Former Crozer patients can get medical records for free under bankruptcy court settlement
The medical records settlement also ends more than eight years of litigation between Prospect and the foundation.

The Foundation for Delaware County will pay $3 million to cover the cost of medical records for thousands of former Crozer Health patients under an agreement with its bankrupt owner, Prospect Medical Holdings.
U.S. Bankruptcy Judge Stacey Jernigan approved the deal at a hearing Wednesday. The settlement also ends years of litigation between the foundation and Prospect, which acquired Crozer in 2016 and filed for bankruptcy protection in January.
The foundation’s money is expected to allow as many as 43,000 people to obtain their medical records from the shuttered Crozer system, which was Delaware County’s largest healthcare provider.
“We’re pleased to have the opportunity to assist Delaware County residents whose patient record fees may have been a stumbling block for their transition to new health systems with Crozer’s closure,” foundation president Frances Sheehan said.
Last month, the records management company that Prospect hired started charging to release patients’ information — $35 for emailed records or $75 for records on a USB memory stick.
County and local officials decried the fees as a financial hardship for many former Crozer patients, especially elderly and low-income residents of Chester.
Many people had depended on Crozer-Chester Medical Center for generations before it closed in May, shortly after Prospect closed Taylor Hospital in Ridley Park. The California for-profit had previously closed Springfield Hospital and Delaware County Memorial Hospital in 2022.
The foundation will pay $500,000 to Iron Mountain Information Management and $2.5 million to Morgan Records Management within five days of the settlement’s court approval, according to the agreement filed Friday.
Information on how to obtain medical records is available on the Morgan Records website.

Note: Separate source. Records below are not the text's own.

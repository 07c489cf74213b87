use std::path::PathBuf;

use clap::{Parser, Subcommand};

#[derive(Debug, Parser)]
#[command(
    name = "raglite",
    about = "Lexical TF-IDF retrieval over private document collections"
)]
pub struct Cli {
    /// Override the XDG data directory
    #[arg(long, global = true)]
    pub data_dir: Option<PathBuf>,

    /// Increase log verbosity (can be repeated: -v, -vv)
    #[arg(short, long, action = clap::ArgAction::Count, global = true)]
    pub verbose: u8,

    /// Only log warnings and errors
    #[arg(short, long, global = true)]
    pub quiet: bool,

    #[command(subcommand)]
    pub command: Command,
}

#[derive(Debug, Subcommand)]
pub enum Command {
    /// Index a collection's source directory (incremental by default)
    Index(IndexArgs),
    /// Search a collection for relevant chunks
    Search(SearchArgs),
    /// Show a collection's index summary
    Info(InfoArgs),
}

#[derive(Debug, Parser)]
pub struct IndexArgs {
    /// Directory containing the collection's source files
    pub dir: PathBuf,

    /// Owner the collection belongs to
    #[arg(short, long)]
    pub owner: String,

    /// Collection name
    #[arg(short, long)]
    pub collection: String,

    /// Rebuild from scratch even when nothing changed
    #[arg(long)]
    pub force: bool,

    /// Chunk size in characters
    #[arg(long)]
    pub chunk_size: Option<usize>,

    /// Overlap between adjacent chunks in characters
    #[arg(long)]
    pub overlap_size: Option<usize>,
}

#[derive(Debug, Parser)]
pub struct SearchArgs {
    /// The search query
    pub query: String,

    /// Owner the collection belongs to
    #[arg(short, long)]
    pub owner: String,

    /// Collection name
    #[arg(short, long)]
    pub collection: String,

    /// Number of results to return
    #[arg(short = 'n', long, default_value = "5")]
    pub count: usize,

    /// Output results as JSON
    #[arg(long)]
    pub json: bool,
}

#[derive(Debug, Parser)]
pub struct InfoArgs {
    /// Owner the collection belongs to
    #[arg(short, long)]
    pub owner: String,

    /// Collection name
    #[arg(short, long)]
    pub collection: String,

    /// Output as JSON
    #[arg(long)]
    pub json: bool,
}

#[cfg(test)]
mod tests {
    use clap::Parser;

    use super::*;

    #[test]
    fn parse_search_defaults() {
        let cli = Cli::parse_from([
            "raglite", "search", "hello world", "-o", "alice", "-c", "notes",
        ]);
        match cli.command {
            Command::Search(args) => {
                assert_eq!(args.query, "hello world");
                assert_eq!(args.owner, "alice");
                assert_eq!(args.collection, "notes");
                assert_eq!(args.count, 5);
                assert!(!args.json);
            }
            _ => panic!("expected search command"),
        }
    }

    #[test]
    fn parse_index_with_force() {
        let cli = Cli::parse_from([
            "raglite", "index", "./docs", "-o", "alice", "-c", "notes",
            "--force",
        ]);
        match cli.command {
            Command::Index(args) => {
                assert!(args.force);
                assert!(args.chunk_size.is_none());
            }
            _ => panic!("expected index command"),
        }
    }
}
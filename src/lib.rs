//! raglite - a lexical retrieval engine for grounded question answering.
//!
//! raglite indexes per-owner collections of text documents into TF-IDF
//! weighted chunk matrices, maintains them incrementally with hash-based
//! change detection, and ranks chunks against queries by cosine
//! similarity. A separate whole-document cache serves complete documents
//! to the answering layer with per-entry reload deduplication.
//!
//! # Quick start
//!
//! ```no_run
//! use raglite::{CollectionId, DataDir, IndexManager};
//!
//! let data_dir = DataDir::resolve(None).unwrap();
//! let manager = IndexManager::new(data_dir.index_dir().unwrap());
//! let id = CollectionId::new("alice", "notes");
//!
//! let outcome = manager.index(&id, std::path::Path::new("./docs"), false);
//! println!("{}", outcome.message);
//!
//! for hit in manager.search(&id, "how are chunks ranked", 5) {
//!     println!(
//!         "{}#{} ({:.3})",
//!         hit.filename, hit.chunk_index, hit.relevance
//!     );
//! }
//! ```

pub mod chunking;
pub mod cli;
pub mod collection_id;
pub mod data_dir;
pub mod doc_cache;
pub mod error;
pub mod manager;
pub mod matrix;
pub mod ranker;
pub mod store;
pub mod tokenizer;
pub mod vocabulary;
pub mod walker;

pub use collection_id::CollectionId;
pub use data_dir::DataDir;
pub use doc_cache::DocumentCache;
pub use error::{Error, Result};
pub use manager::IndexManager;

Foundation’s history with Crozer
The foundation secured $55 million from the 2016 sale of the former nonprofit Crozer Keystone Health System. As an independent foundation funded by the proceeds from the sale of a nonprofit hospital to a for-profit firm, its mission is to support the health and welfare of Delaware County residents.
It became a key player in the early months of the bankruptcy proceedings that began in January. As Prospect was threatening to shut down Crozer-Chester Medical Center and Taylor Hospital, Prospect, Pennsylvania’s attorney general, and others in state government wanted to use the foundation’s assets to keep the hospitals open until a new operator could be found.
The foundation paid $20 million to an independent manager temporarily overseeing day-to-day operations at the hospitals. The money was used to pay employees and other expenses.